The Government Mandate
From March 13th, 2019, the government ordered a mandate that developers must deliver an overall increase in biodiversity for new developments. The Environment Bill is being used to mandate ‘biodiversity net gain’ which simply means that the development of new housing or infrastructure is not undertaken at the expense of vital biodiversity. This mandate has been ordered so that biodiversity will still be able to thrive, even with a rising population and an ongoing development of our urban environment. Biodiversity net gain actually orders those developers to improve the habitats and environment for wildlife by constructing in the area so that they are left in a better state than they were prior to development. This is measured by increasing the habitat value for wildlife by 10% from the pre-development baseline. If, in rare cases this 10% increase cannot be achieved, there will be an additional levy to pay for developers so that habitat and environmental improvements can be made elsewhere on their behalf.
There are several ways in which this can be done, and environmental secretary, Michael Gove commented that mandating biodiversity net gain will ensure developers, “place the environment at the heart of new developments”. This is meant to secure a brighter future for the next generations who will benefit from healthier places to live and work. You can book your biodiversity assessment with biodiversitynetgainplan.co.uk and start actioning ways to minimise impacts, mitigate impacts, and avoid further impacts to improve the environment surrounding your development site for the future.
Encouragement Of Biodiversity
Species of animals, plants, microorganisms, and the different ecosystems on our planet such as deserts, coral reefs, and rainforests are all part of our biological earth. This biodiversity must be protected as we continue to increase our urban environment since, in the worst case, whole ecosystems can become obsolete. It is possible to live alongside our biodiverse world and encourage different species to adapt to their new habitat so that we can keep developing our own lifestyles, but this needs to be done in a very cautious and considerable way.
Having a healthy ecosystem is not only beneficial for the abundance of species living within it but also for ourselves. When we encourage greater biodiversity, we will have access to cleaner water, purer air, a more regular climate and, nutritious food. For a healthy ecosystem, there needs to be a wide variety of species, which will cope better than having many of one species since they work together to adapt and survive. This is known as a balanced ecosystem, where species rely on one another to provide the services that they require to survive, such as the relationship between soil, bacteria and, plants forming the nitrogen cycle.
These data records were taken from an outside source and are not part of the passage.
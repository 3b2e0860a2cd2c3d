// src/calendar.rs
use std::sync::Arc;

use chrono::{DateTime, Datelike, NaiveDate, Utc, Weekday};
use chrono_tz::Tz;
use serde::Serialize;

use crate::config::EngineConfig;
use crate::holidays::{holiday_calendar_for, HolidayCalendar};

#[derive(Debug, Clone, Copy, PartialEq, Eq, Serialize)]
pub enum DayKind {
    Working,
    Weekend,
    Holiday,
}

/// A date together with its classification and ISO week number. Derived,
/// never stored.
#[derive(Debug, Clone, Copy, PartialEq, Eq, Serialize)]
pub struct CalendarDay {
    pub date: NaiveDate,
    pub kind: DayKind,
    pub week: u32,
}

impl CalendarDay {
    pub fn is_off(&self) -> bool {
        self.kind != DayKind::Working
    }
}

/// Decides, for the configured country calendar, whether a date is a
/// working day, a weekend day or a public holiday, and maps business
/// timestamps onto calendar days of the configured timezone.
#[derive(Clone)]
pub struct CalendarClassifier {
    timezone: Tz,
    holidays: Arc<dyn HolidayCalendar>,
}

impl CalendarClassifier {
    pub fn new(config: &EngineConfig) -> Self {
        Self {
            timezone: config.timezone,
            holidays: holiday_calendar_for(config.country),
        }
    }

    pub fn timezone(&self) -> Tz {
        self.timezone
    }

    /// The calendar day a business timestamp belongs to. This is the only
    /// place a timestamp crosses into the configured timezone; everything
    /// downstream compares plain calendar days.
    pub fn local_date(&self, at: DateTime<Utc>) -> NaiveDate {
        at.with_timezone(&self.timezone).date_naive()
    }

    /// ISO week number of a business timestamp's local calendar day.
    pub fn week_of(&self, at: DateTime<Utc>) -> u32 {
        self.local_date(at).iso_week().week()
    }

    pub fn classify(&self, date: NaiveDate) -> DayKind {
        if self.holidays.is_holiday(date) {
            DayKind::Holiday
        } else if matches!(date.weekday(), Weekday::Sat | Weekday::Sun) {
            DayKind::Weekend
        } else {
            DayKind::Working
        }
    }

    pub fn is_off_day(&self, date: NaiveDate) -> bool {
        self.classify(date) != DayKind::Working
    }

    pub fn is_working_day(&self, date: NaiveDate) -> bool {
        !self.is_off_day(date)
    }

    pub fn calendar_day(&self, date: NaiveDate) -> CalendarDay {
        CalendarDay {
            date,
            kind: self.classify(date),
            week: date.iso_week().week(),
        }
    }
}
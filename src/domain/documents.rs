//! Identifiers for stored source documents and the artifacts compiled from them.
//!
//! Both identifiers are plain file names: directory components are discarded and the
//! stem is reduced to ASCII letters, digits, `-`, `_` and inner dots, so a parsed
//! identifier always names a single entry directly inside its store directory.
//! Parsing is idempotent: an identifier's own name parses back to itself.

use std::fmt;

use serde::Serialize;

use super::error::DomainError;

pub const SOURCE_EXTENSION: &str = "tex";
pub const ARTIFACT_EXTENSION: &str = "pdf";
pub const DEFAULT_DOCUMENT_NAME: &str = "document.tex";

/// Sanitized name of a `.tex` document held by the document store.
#[derive(Debug, Clone, PartialEq, Eq, Hash, PartialOrd, Ord, Serialize)]
#[serde(transparent)]
pub struct DocumentRef(String);

impl DocumentRef {
    /// Normalise a caller-supplied file name into a document identifier.
    ///
    /// `../notes/Chapter One.tex`, `Chapter_One` and `Chapter One.TEX` all resolve to
    /// `Chapter_One.tex`. Names with nothing usable left are rejected.
    pub fn parse(raw: &str) -> Result<Self, DomainError> {
        let stem = sanitize_stem(raw, SOURCE_EXTENSION, "filename")?;
        Ok(Self(format!("{stem}.{SOURCE_EXTENSION}")))
    }

    pub fn as_str(&self) -> &str {
        &self.0
    }

    pub fn stem(&self) -> &str {
        strip_extension(&self.0, SOURCE_EXTENSION)
    }

    /// The artifact this document compiles to: same stem, output extension.
    pub fn artifact(&self) -> ArtifactRef {
        ArtifactRef(format!("{}.{ARTIFACT_EXTENSION}", self.stem()))
    }
}

impl fmt::Display for DocumentRef {
    fn fmt(&self, f: &mut fmt::Formatter<'_>) -> fmt::Result {
        f.write_str(&self.0)
    }
}

/// Sanitized name of a compiled `.pdf` held by the artifact store.
#[derive(Debug, Clone, PartialEq, Eq, Hash, Serialize)]
#[serde(transparent)]
pub struct ArtifactRef(String);

impl ArtifactRef {
    pub fn parse(raw: &str) -> Result<Self, DomainError> {
        let stem = sanitize_stem(raw, ARTIFACT_EXTENSION, "artifact")?;
        Ok(Self(format!("{stem}.{ARTIFACT_EXTENSION}")))
    }

    pub fn as_str(&self) -> &str {
        &self.0
    }
}

impl fmt::Display for ArtifactRef {
    fn fmt(&self, f: &mut fmt::Formatter<'_>) -> fmt::Result {
        f.write_str(&self.0)
    }
}

fn sanitize_stem(raw: &str, extension: &str, field: &'static str) -> Result<String, DomainError> {
    let file_name = raw
        .trim()
        .rsplit(|c: char| c == '/' || c == '\\')
        .next()
        .unwrap_or_default();
    let joined = strip_extension(file_name, extension)
        .split_whitespace()
        .collect::<Vec<_>>()
        .join("_");
    let kept: String = joined
        .chars()
        .filter(|c| c.is_ascii_alphanumeric() || matches!(c, '-' | '_' | '.'))
        .collect();
    let stem = kept.trim_matches(|c| c == '.' || c == '_');
    if stem.is_empty() {
        return Err(DomainError::validation(
            field,
            format!("`{raw}` does not contain a usable file name"),
        ));
    }
    Ok(stem.to_string())
}

fn strip_extension<'a>(name: &'a str, extension: &str) -> &'a str {
    let suffix_len = extension.len() + 1;
    let Some(split) = name.len().checked_sub(suffix_len) else {
        return name;
    };
    if !name.is_char_boundary(split) {
        return name;
    }
    let (stem, suffix) = name.split_at(split);
    if suffix.starts_with('.') && suffix[1..].eq_ignore_ascii_case(extension) {
        stem
    } else {
        name
    }
}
Maintaining balanced biodiversity would work better without any human intervention at all, since nature would take its course in allowing things to happen slowly and naturally. Nevertheless, since humans are dominating this planet, finding ways to work with nature such as implementing biodiversity net gain for every development project is a great way to work alongside nature and do as little damage as possible.
Having an ecological survey carried out benefits both the developer in getting started with their project much sooner and in saving costs, and the environment. Mandates such as biodiversity net gain have been put in place to carefully consider the ecological environment when setting out on a new development project. Nevertheless, it is also down to us as individuals to try and protect the environment as best as possible to look forward to a healthy future.